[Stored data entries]
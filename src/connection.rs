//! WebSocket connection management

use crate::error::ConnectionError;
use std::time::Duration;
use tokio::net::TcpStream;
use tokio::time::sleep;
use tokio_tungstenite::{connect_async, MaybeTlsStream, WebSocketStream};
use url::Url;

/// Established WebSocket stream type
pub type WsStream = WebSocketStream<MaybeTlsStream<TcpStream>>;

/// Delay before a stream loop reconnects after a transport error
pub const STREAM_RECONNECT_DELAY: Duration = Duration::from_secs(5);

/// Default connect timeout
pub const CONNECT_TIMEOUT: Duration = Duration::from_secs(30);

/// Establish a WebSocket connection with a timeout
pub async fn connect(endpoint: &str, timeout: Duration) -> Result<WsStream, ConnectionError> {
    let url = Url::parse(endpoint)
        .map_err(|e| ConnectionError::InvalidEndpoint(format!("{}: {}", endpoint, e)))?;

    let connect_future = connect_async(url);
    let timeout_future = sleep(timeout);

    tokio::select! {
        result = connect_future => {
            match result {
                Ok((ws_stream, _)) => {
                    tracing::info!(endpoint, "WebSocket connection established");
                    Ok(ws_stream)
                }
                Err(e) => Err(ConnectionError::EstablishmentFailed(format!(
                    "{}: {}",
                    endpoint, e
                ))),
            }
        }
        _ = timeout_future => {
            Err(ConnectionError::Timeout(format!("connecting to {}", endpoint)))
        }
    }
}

What needs to be done:
In the records above, the line with "pub const STREAM_RECONNECT_DELAY: Duration" marks the start and the line with "result = connect_future" marks the end; copy that stretch exactly, both lines included, and nothing else.

Written response:
pub const STREAM_RECONNECT_DELAY: Duration = Duration::from_secs(5);

/// Default connect timeout
pub const CONNECT_TIMEOUT: Duration = Duration::from_secs(30);

/// Establish a WebSocket connection with a timeout
pub async fn connect(endpoint: &str, timeout: Duration) -> Result<WsStream, ConnectionError> {
    let url = Url::parse(endpoint)
        .map_err(|e| ConnectionError::InvalidEndpoint(format!("{}: {}", endpoint, e)))?;

    let connect_future = connect_async(url);
    let timeout_future = sleep(timeout);

    tokio::select! {
        result = connect_future => {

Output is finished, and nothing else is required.